Word familiarity is one thing, but let's agree on its definition. According to Wikipedia, the web encyclopedia, podcasting is "a collection of technologies for automatically distributing audio and video programs over the Internet via a publish-and-subscribe model." Unlike earlier online collections of audio or video material, podcasting is automatic, usually through RSS feeds. Independent producers can use it to create self-published, syndicated "radio shows," and it offers a new distribution method for broadcast radio and television programs.

While iPods have definitely played a role in the naming and the development of this new practice, you don't need an iPod to listen to podcasts. Any mp3 player or even a good ol' PC can be used to delve into the wonderful world of podcasting by downloading a free podcast from Apple's iTunes online store or any other podcast directory.

Podcasting certainly presents some of the characteristics of more ephemeral crazes: It's about a year-and-a-half old but has already attracted a lot of buzz, mainly driven by marketing strategies from Apple, mainstream media, and other key industries. Whether it was planned or not, Duke University (N.C.) got a lot of media coverage of its "iPod first-year experience." In 2004, more than 1,600 freshmen were given brand new iPods to enhance their academic experience. Although the initiative wasn't repeated on the same scale the following year, it resulted in very positive promotional outcomes.
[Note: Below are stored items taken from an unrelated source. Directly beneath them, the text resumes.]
//! Photoreceptor state data structures.
//!
//! A `Photoreceptor` owns its mutable cascade state exclusively; its constants
//! are immutable and shared behind an `Arc`, so several cells of one class can
//! reuse a single constant set.

use std::sync::Arc;

use serde::{Deserialize, Serialize};

use crate::error::ConfigError;
use crate::phototransduction::{CellClass, CurrentWeights, PhysiologicalConstants};

/// Mutable cascade state of one photoreceptor
#[derive(Debug, Clone, Copy, PartialEq, Serialize, Deserialize)]
pub struct PhotoreceptorState {
    /// Activated pigment signal R* (activity units, ≥ 0)
    pub r_star: f64,
    /// Activated enzyme signal E* (activity units, ≥ 0)
    pub e_star: f64,
    /// cGMP concentration (μM), clamped to [0.01, 20]
    pub cgmp_uM: f64,
    /// Intracellular calcium (μM), clamped to [c0, 5]
    pub ca_uM: f64,
    /// Membrane current (pA); derived from cGMP and calcium, never integrated
    pub current_pA: f64,
}

impl PhotoreceptorState {
    /// Dark-adapted steady state: no activation, dark cGMP and calcium, full dark current
    pub fn dark_adapted(constants: &PhysiologicalConstants) -> Self {
        Self {
            r_star: 0.0,
            e_star: 0.0,
            cgmp_uM: constants.g_dark_uM,
            ca_uM: constants.c_dark_uM,
            current_pA: -constants.j_dark_pA,
        }
    }

    /// Fraction of the dark current suppressed by light, 1 + J/J_dark (unclamped)
    pub fn suppression(&self, constants: &PhysiologicalConstants) -> f64 {
        1.0 + self.current_pA / constants.j_dark_pA
    }
}

/// One rod or cone: state, shared constants and precomputed readout weights
#[derive(Debug, Clone)]
pub struct Photoreceptor {
    class: CellClass,
    constants: Arc<PhysiologicalConstants>,
    weights: CurrentWeights,
    /// Cascade state, advanced in place by the integrator
    pub state: PhotoreceptorState,
}

impl Photoreceptor {
    /// Validate the constants and seed the cell at its dark-adapted state.
    pub fn new(class: CellClass, constants: Arc<PhysiologicalConstants>) -> Result<Self, ConfigError> {
        constants
            .validate()
            .map_err(|source| ConfigError::constants(class, source))?;

        let weights = constants.current_weights();
        let state = PhotoreceptorState::dark_adapted(&constants);

        Ok(Self {
            class,
            constants,
            weights,
            state,
        })
    }

    /// Rod with default constants
    pub fn rod() -> Result<Self, ConfigError> {
        Self::new(CellClass::Rod, Arc::new(PhysiologicalConstants::rod()))
    }

    /// Cone with default constants
    pub fn cone() -> Result<Self, ConfigError> {
        Self::new(CellClass::Cone, Arc::new(PhysiologicalConstants::cone()))
    }

    pub fn class(&self) -> CellClass {
        self.class
    }

    pub fn constants(&self) -> &PhysiologicalConstants {
        &self.constants
    }

    /// Shared handle to the constants, for constructing sibling cells
    pub fn shared_constants(&self) -> Arc<PhysiologicalConstants> {
        Arc::clone(&self.constants)
    }

    pub fn weights(&self) -> CurrentWeights {
        self.weights
    }

    /// Current membrane current (pA)
    pub fn current_pA(&self) -> f64 {
        self.state.current_pA
    }

    /// Constants and state borrowed together for one integration sweep
    pub(crate) fn split_mut(&mut self) -> (&PhysiologicalConstants, &mut PhotoreceptorState) {
        (&*self.constants, &mut self.state)
    }

    /// Return to the dark-adapted state
    pub fn reset(&mut self) {
        self.state = PhotoreceptorState::dark_adapted(&self.constants);
    }
}
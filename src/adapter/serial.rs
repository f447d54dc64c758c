//! Line-oriented serial log of per-tick output.
//!
//! Format: one header line, then one comma-separated line per tick:
//! `time_ms,intensity,rod_pA,cone_pA,rod_norm,cone_norm,combined,pwm`

use std::io::Write;

use anyhow::Result;

use super::ResponseSink;
use crate::state::SimulationMetrics;

pub const SERIAL_HEADER: &str = "time_ms,intensity,rod_pA,cone_pA,rod_norm,cone_norm,combined,pwm";

/// Format one metrics snapshot as a serial log line (no trailing newline)
pub fn format_line(m: &SimulationMetrics) -> String {
    format!(
        "{:.0},{:.4},{:.4},{:.4},{:.4},{:.4},{:.4},{}",
        m.simulation_time_sec * 1000.0,
        m.intensity,
        m.rod.current_pA,
        m.cone.current_pA,
        m.rod.normalized_response,
        m.cone.normalized_response,
        m.combined_response,
        m.pwm_duty
    )
}

/// Writes serial log lines to any `Write` (stdout, a serial port, a file)
pub struct SerialLogger<W: Write> {
    writer: W,
    header_written: bool,
    lines_written: u64,
}

impl<W: Write> SerialLogger<W> {
    pub fn new(writer: W) -> Self {
        Self {
            writer,
            header_written: false,
            lines_written: 0,
        }
    }

    /// Data lines written so far (excluding the header)
    pub fn lines_written(&self) -> u64 {
        self.lines_written
    }

    /// Flush and hand back the writer
    pub fn into_inner(mut self) -> Result<W> {
        self.writer.flush()?;
        Ok(self.writer)
    }
}

impl<W: Write> ResponseSink for SerialLogger<W> {
    fn consume(&mut self, metrics: &SimulationMetrics) -> Result<()> {
        if !self.header_written {
            writeln!(self.writer, "{}", SERIAL_HEADER)?;
            self.header_written = true;
        }
        writeln!(self.writer, "{}", format_line(metrics))?;
        self.lines_written += 1;
        Ok(())
    }
}

#[cfg(test)]
mod tests {
    use super::*;
    use crate::state::Photoreceptor;

    fn dark_metrics(time_sec: f64) -> SimulationMetrics {
        let rod = Photoreceptor::rod().unwrap();
        let cone = Photoreceptor::cone().unwrap();
        SimulationMetrics::capture(&rod, &cone, 0.0, time_sec, 1, 20)
    }

    #[test]
    fn test_format_line() {
        let line = format_line(&dark_metrics(0.02));
        assert_eq!(line, "20,0.0000,-20.0000,-30.0000,0.0000,0.0000,0.0000,0");
    }

    #[test]
    fn test_header_written_once() {
        let mut logger = SerialLogger::new(Vec::new());
        logger.consume(&dark_metrics(0.02)).unwrap();
        logger.consume(&dark_metrics(0.04)).unwrap();
        assert_eq!(logger.lines_written(), 2);

        let output = String::from_utf8(logger.into_inner().unwrap()).unwrap();
        let lines: Vec<&str> = output.lines().collect();
        assert_eq!(lines.len(), 3);
        assert_eq!(lines[0], SERIAL_HEADER);
        assert!(lines[2].starts_with("40,"));
    }
}
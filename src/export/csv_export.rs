//! CSV time-series export for simulation metrics.

use std::fs::File;
use std::path::{Path, PathBuf};

use anyhow::Result;
use chrono::Local;
use serde::Serialize;

use crate::adapter::ResponseSink;
use crate::state::SimulationMetrics;

/// Record for CSV time-series export
#[derive(Debug, Clone, Serialize)]
pub struct TimeSeriesRecord {
    /// Simulation time (seconds)
    pub time_sec: f64,
    /// Light intensity (events/s)
    pub intensity: f64,
    /// Rod current (pA)
    pub rod_current_pA: f64,
    /// Rod cGMP (uM)
    pub rod_cgmp_uM: f64,
    /// Rod Ca2+ (uM)
    pub rod_ca_uM: f64,
    /// Cone current (pA)
    pub cone_current_pA: f64,
    /// Cone cGMP (uM)
    pub cone_cgmp_uM: f64,
    /// Cone Ca2+ (uM)
    pub cone_ca_uM: f64,
    /// Normalised rod response
    pub rod_response: f64,
    /// Normalised cone response
    pub cone_response: f64,
    /// Intensity-weighted blend
    pub combined_response: f64,
}

impl From<&SimulationMetrics> for TimeSeriesRecord {
    fn from(m: &SimulationMetrics) -> Self {
        Self {
            time_sec: m.simulation_time_sec,
            intensity: m.intensity,
            rod_current_pA: m.rod.current_pA,
            rod_cgmp_uM: m.rod.cgmp_uM,
            rod_ca_uM: m.rod.ca_uM,
            cone_current_pA: m.cone.current_pA,
            cone_cgmp_uM: m.cone.cgmp_uM,
            cone_ca_uM: m.cone.ca_uM,
            rod_response: m.rod.normalized_response,
            cone_response: m.cone.normalized_response,
            combined_response: m.combined_response,
        }
    }
}

/// CSV exporter for time-series data
pub struct CsvExporter {
    writer: csv::Writer<File>,
    /// Sample interval in seconds
    sample_interval_sec: f64,
    /// Last sample time
    last_sample_time: f64,
    /// Path to output file
    path: PathBuf,
    /// Rows written
    records: u64,
}

impl CsvExporter {
    /// Create a new CSV exporter with the given sample interval
    ///
    /// Creates the exports directory if it doesn't exist.
    /// Filename is auto-generated with timestamp.
    pub fn new(sample_interval_sec: f64) -> Result<Self> {
        let dir = PathBuf::from("exports");
        std::fs::create_dir_all(&dir)?;

        let timestamp = Local::now().format("%Y%m%d_%H%M%S");
        let path = dir.join(format!("timeseries_{}.csv", timestamp));

        Self::to_path(path, sample_interval_sec)
    }

    /// Create an exporter writing to a specific file
    pub fn to_path<P: AsRef<Path>>(path: P, sample_interval_sec: f64) -> Result<Self> {
        let path = path.as_ref().to_path_buf();
        let file = File::create(&path)?;
        let writer = csv::Writer::from_writer(file);

        log::info!("CSV export started: {}", path.display());

        Ok(Self {
            writer,
            sample_interval_sec,
            last_sample_time: f64::NEG_INFINITY, // Ensure first sample is recorded
            path,
            records: 0,
        })
    }

    /// Record a sample if the interval has elapsed
    pub fn maybe_record(&mut self, metrics: &SimulationMetrics) -> Result<bool> {
        let time = metrics.simulation_time_sec;

        // Tolerate accumulated rounding in the simulated clock
        if time - self.last_sample_time >= self.sample_interval_sec - 1e-9 {
            self.record(metrics)?;
            Ok(true)
        } else {
            Ok(false)
        }
    }

    /// Force record a sample regardless of interval
    pub fn record(&mut self, metrics: &SimulationMetrics) -> Result<()> {
        let record = TimeSeriesRecord::from(metrics);
        self.writer.serialize(&record)?;
        self.last_sample_time = metrics.simulation_time_sec;
        self.records += 1;
        Ok(())
    }

    /// Finish writing and return the output path
    pub fn finish(mut self) -> Result<PathBuf> {
        self.writer.flush()?;
        log::info!(
            "CSV export completed: {} ({} rows)",
            self.path.display(),
            self.records
        );
        Ok(self.path)
    }

    /// Get the output path
    pub fn path(&self) -> &PathBuf {
        &self.path
    }

    /// Rows written so far
    pub fn records(&self) -> u64 {
        self.records
    }
}

impl ResponseSink for CsvExporter {
    fn consume(&mut self, metrics: &SimulationMetrics) -> Result<()> {
        self.maybe_record(metrics)?;
        Ok(())
    }
}
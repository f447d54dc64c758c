//! Cascade benchmarks

use criterion::{black_box, criterion_group, criterion_main, Criterion};

use photoreceptor_sim::phototransduction::{half_saturation_intensity, SteadyState};
use photoreceptor_sim::{CascadeIntegrator, Photoreceptor, SimulationDriver};

fn bench_single_step(c: &mut Criterion) {
    let integrator = CascadeIntegrator::default();
    let mut rod = Photoreceptor::rod().unwrap();

    c.bench_function("cascade_step", |b| {
        b.iter(|| integrator.step(black_box(&mut rod), black_box(600.0)))
    });
}

fn bench_driver_tick(c: &mut Criterion) {
    let mut driver = SimulationDriver::with_defaults().unwrap();

    c.bench_function("driver_tick", |b| {
        b.iter(|| driver.tick(black_box(600.0)))
    });
}

fn bench_simulated_second(c: &mut Criterion) {
    let mut driver = SimulationDriver::with_defaults().unwrap();

    c.bench_function("simulated_second", |b| {
        b.iter(|| {
            driver.reset();
            driver.advance(black_box(5e4), 1.0)
        })
    });
}

fn bench_steady_state(c: &mut Criterion) {
    let rod = Photoreceptor::rod().unwrap();

    c.bench_function("steady_state_solve", |b| {
        b.iter(|| SteadyState::at_intensity(black_box(rod.constants()), black_box(600.0)))
    });

    c.bench_function("half_saturation_closed_form", |b| {
        b.iter(|| half_saturation_intensity(black_box(rod.constants())))
    });
}

criterion_group!(
    benches,
    bench_single_step,
    bench_driver_tick,
    bench_simulated_second,
    bench_steady_state,
);
criterion_main!(benches);
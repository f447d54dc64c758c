//! Mapping cell currents onto display signals.

use serde::{Deserialize, Serialize};

/// Normalised response in [0, 1]: 0 in darkness (J = −J_dark), 1 when saturated (J = 0).
#[inline]
pub fn normalized_response(current_pA: f64, j_dark_pA: f64) -> f64 {
    (1.0 + current_pA / j_dark_pA).clamp(0.0, 1.0)
}

/// Cone (photopic) weight for the combined display, `clamp((log10 I + 1)/4, 0, 1)`.
///
/// Zero at 0.1 events/s and below, one from 1000 events/s upward.
pub fn photopic_weight(intensity: f64) -> f64 {
    if !(intensity > 0.0) {
        return 0.0;
    }
    ((intensity.log10() + 1.0) / 4.0).clamp(0.0, 1.0)
}

/// LED duty cycle for a normalised signal
#[inline]
pub fn pwm_duty(normalized: f64) -> u8 {
    let x = if normalized.is_nan() { 0.0 } else { normalized.clamp(0.0, 1.0) };
    (x * 255.0).round() as u8
}

/// Dominant vision regime for an intensity
#[derive(Debug, Clone, Copy, PartialEq, Eq, Serialize, Deserialize, Default)]
pub enum VisionRegime {
    /// Rod-dominated
    #[default]
    Scotopic,
    /// Both classes contribute
    Mesopic,
    /// Cone-dominated
    Photopic,
}

impl VisionRegime {
    pub fn from_cone_weight(cone_weight: f64) -> Self {
        if cone_weight < 0.1 {
            VisionRegime::Scotopic
        } else if cone_weight > 0.9 {
            VisionRegime::Photopic
        } else {
            VisionRegime::Mesopic
        }
    }
}

/// Rod/cone responses blended by intensity
#[derive(Debug, Clone, Copy, PartialEq, Serialize, Deserialize)]
pub struct BlendedResponse {
    pub rod_weight: f64,
    pub cone_weight: f64,
    pub combined: f64,
    pub regime: VisionRegime,
}

/// Weight the normalised rod and cone responses by the photopic weight of `intensity`
pub fn blend(rod_normalized: f64, cone_normalized: f64, intensity: f64) -> BlendedResponse {
    let cone_weight = photopic_weight(intensity);
    let rod_weight = 1.0 - cone_weight;

    BlendedResponse {
        rod_weight,
        cone_weight,
        combined: rod_weight * rod_normalized + cone_weight * cone_normalized,
        regime: VisionRegime::from_cone_weight(cone_weight),
    }
}
//! Selection Policies
//!
//! Map the scout's current beliefs to the market to visit next.
//!
//! - **Greedy**: highest posterior mean (pure exploitation)
//! - **EpsilonGreedy**: uniform random market with probability epsilon, greedy otherwise
//! - **Thompson**: one posterior draw per market, highest draw wins
//!
//! Every policy receives the full posteriors through the same call; the
//! mean-based policies only read the means. Ties always go to the lowest
//! market id.

use crate::domain::{MarketId, NormalBelief};
use crate::error::{Result, ScoutError};
use rand::Rng;
use serde::{Deserialize, Serialize};
use std::collections::BTreeMap;

#[derive(Debug, Clone, Copy, PartialEq, Serialize, Deserialize)]
#[serde(tag = "kind", rename_all = "snake_case")]
pub enum Policy {
    Greedy,
    EpsilonGreedy {
        /// Exploration probability in [0, 1]
        epsilon: f64,
    },
    Thompson,
}

impl Default for Policy {
    fn default() -> Self {
        Self::EpsilonGreedy { epsilon: 0.1 }
    }
}

impl Policy {
    /// Stable label used in reports and logs
    pub fn name(&self) -> &'static str {
        match self {
            Self::Greedy => "greedy",
            Self::EpsilonGreedy { .. } => "epsilon_greedy",
            Self::Thompson => "thompson",
        }
    }

    /// The three policies compared by default
    pub fn standard_set(epsilon: f64) -> [Policy; 3] {
        [Self::Greedy, Self::EpsilonGreedy { epsilon }, Self::Thompson]
    }

    pub fn validate(&self) -> Result<()> {
        match *self {
            Self::EpsilonGreedy { epsilon } if !(0.0..=1.0).contains(&epsilon) => {
                Err(ScoutError::InvalidEpsilon(epsilon))
            }
            _ => Ok(()),
        }
    }

    /// Select a market given the current beliefs
    pub fn select<R: Rng + ?Sized>(
        &self,
        beliefs: &BTreeMap<MarketId, NormalBelief>,
        rng: &mut R,
    ) -> Result<MarketId> {
        if beliefs.is_empty() {
            return Err(ScoutError::EmptyMarkets);
        }
        self.validate()?;

        let choice = match *self {
            Self::Greedy => greedy(beliefs),
            Self::EpsilonGreedy { epsilon } => {
                if rng.r#gen::<f64>() < epsilon {
                    uniform(beliefs, rng)
                } else {
                    greedy(beliefs)
                }
            }
            Self::Thompson => argmax(beliefs.iter().map(|(id, b)| (*id, b.sample(rng)))),
        };

        choice.ok_or(ScoutError::EmptyMarkets)
    }
}

impl std::fmt::Display for Policy {
    fn fmt(&self, f: &mut std::fmt::Formatter<'_>) -> std::fmt::Result {
        match self {
            Self::EpsilonGreedy { epsilon } => write!(f, "epsilon_greedy(epsilon={epsilon})"),
            other => write!(f, "{}", other.name()),
        }
    }
}

fn greedy(beliefs: &BTreeMap<MarketId, NormalBelief>) -> Option<MarketId> {
    argmax(beliefs.iter().map(|(id, b)| (*id, b.mean())))
}

fn uniform<R: Rng + ?Sized>(
    beliefs: &BTreeMap<MarketId, NormalBelief>,
    rng: &mut R,
) -> Option<MarketId> {
    let idx = rng.gen_range(0..beliefs.len());
    beliefs.keys().nth(idx).copied()
}

/// Highest value wins; input arrives in ascending id order and only a
/// strictly larger value replaces the incumbent, so ties keep the lowest id.
fn argmax(values: impl Iterator<Item = (MarketId, f64)>) -> Option<MarketId> {
    let mut best: Option<(MarketId, f64)> = None;
    for (id, value) in values {
        match best {
            Some((_, best_value)) if value <= best_value => {}
            _ => best = Some((id, value)),
        }
    }
    best.map(|(id, _)| id)
}

#[cfg(test)]
mod tests {
    use super::*;
    use rand::SeedableRng;
    use rand::rngs::StdRng;

    fn beliefs(means: &[(u32, f64)], variance: f64) -> BTreeMap<MarketId, NormalBelief> {
        means
            .iter()
            .map(|&(id, m)| (MarketId(id), NormalBelief::new(m, variance, 1.0).unwrap()))
            .collect()
    }

    #[test]
    fn test_greedy_picks_highest_mean() {
        let b = beliefs(&[(0, 1.0), (1, 3.0), (2, 2.0)], 1.0);
        let mut rng = StdRng::seed_from_u64(1);
        assert_eq!(Policy::Greedy.select(&b, &mut rng).unwrap(), MarketId(1));
    }

    #[test]
    fn test_greedy_tie_goes_to_lowest_id() {
        let b = beliefs(&[(5, 2.0), (3, 2.0), (9, 1.0), (7, 2.0)], 1.0);
        let mut rng = StdRng::seed_from_u64(1);
        for _ in 0..50 {
            assert_eq!(Policy::Greedy.select(&b, &mut rng).unwrap(), MarketId(3));
        }
    }

    #[test]
    fn test_epsilon_zero_equals_greedy() {
        let b = beliefs(&[(0, 0.5), (1, 0.4), (2, 0.7)], 1.0);
        let policy = Policy::EpsilonGreedy { epsilon: 0.0 };

        for seed in 0..100 {
            let mut rng = StdRng::seed_from_u64(seed);
            for _ in 0..50 {
                assert_eq!(policy.select(&b, &mut rng).unwrap(), MarketId(2));
            }
        }
    }

    #[test]
    fn test_epsilon_one_is_uniform() {
        let b = beliefs(&[(0, 0.0), (1, 10.0), (2, -5.0)], 1.0);
        let policy = Policy::EpsilonGreedy { epsilon: 1.0 };
        let mut rng = StdRng::seed_from_u64(42);

        let mut counts = BTreeMap::new();
        for _ in 0..10_000 {
            *counts
                .entry(policy.select(&b, &mut rng).unwrap())
                .or_insert(0u32) += 1;
        }

        assert_eq!(counts.len(), 3);
        for (id, count) in counts {
            // expected 3333, sd ~47
            assert!(
                (3_100..=3_570).contains(&count),
                "market {id} chosen {count} times"
            );
        }
    }

    #[test]
    fn test_epsilon_validation() {
        let b = beliefs(&[(0, 0.0)], 1.0);
        let mut rng = StdRng::seed_from_u64(1);
        for eps in [-0.1, 1.5, f64::NAN] {
            let policy = Policy::EpsilonGreedy { epsilon: eps };
            assert!(policy.validate().is_err());
            assert!(policy.select(&b, &mut rng).is_err());
        }
    }

    #[test]
    fn test_thompson_prefers_dominant_posterior() {
        let b = beliefs(&[(0, 0.0), (1, 1.0), (2, 10.0)], 0.01);
        let mut rng = StdRng::seed_from_u64(3);
        for _ in 0..200 {
            assert_eq!(Policy::Thompson.select(&b, &mut rng).unwrap(), MarketId(2));
        }
    }

    #[test]
    fn test_thompson_redraws_each_call() {
        // Identical posteriors: every market should win sometimes
        let b = beliefs(&[(0, 0.0), (1, 0.0), (2, 0.0)], 1.0);
        let mut rng = StdRng::seed_from_u64(11);

        let mut seen = BTreeMap::new();
        for _ in 0..300 {
            *seen
                .entry(Policy::Thompson.select(&b, &mut rng).unwrap())
                .or_insert(0u32) += 1;
        }
        assert_eq!(seen.len(), 3);
    }

    #[test]
    fn test_empty_beliefs_rejected() {
        let b = BTreeMap::new();
        let mut rng = StdRng::seed_from_u64(1);
        assert!(matches!(
            Policy::Thompson.select(&b, &mut rng),
            Err(ScoutError::EmptyMarkets)
        ));
    }

    #[test]
    fn test_serde_representation() {
        let json = serde_json::to_string(&Policy::EpsilonGreedy { epsilon: 0.1 }).unwrap();
        assert_eq!(json, r#"{"kind":"epsilon_greedy","epsilon":0.1}"#);

        let parsed: Policy = serde_json::from_str(r#"{"kind":"thompson"}"#).unwrap();
        assert_eq!(parsed, Policy::Thompson);
    }
}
More recently, the announcement of a similar initiative by the School of Education at Drexel University (Pa.) for the new master of science in higher education program--made just days after the launch of iPod video--confirmed the device's magnetic marketing appeal for higher ed.

"The Future of Podcasting," a November 2005 study based on a sample of 4,400 radio listeners and conducted by Bridge Ratings, estimated that 5 million people would have downloaded podcasts in 2005. This year, the forecast is 9.3 million users, and it is expected to reach 62.8 million within five years.

How many of these millions of podcast listeners plan to go to college, make a donation, recruit your graduates, or write an article about your institution? That could be the million-dollar question in a couple of years, one that some corporate players in higher education have begun studying.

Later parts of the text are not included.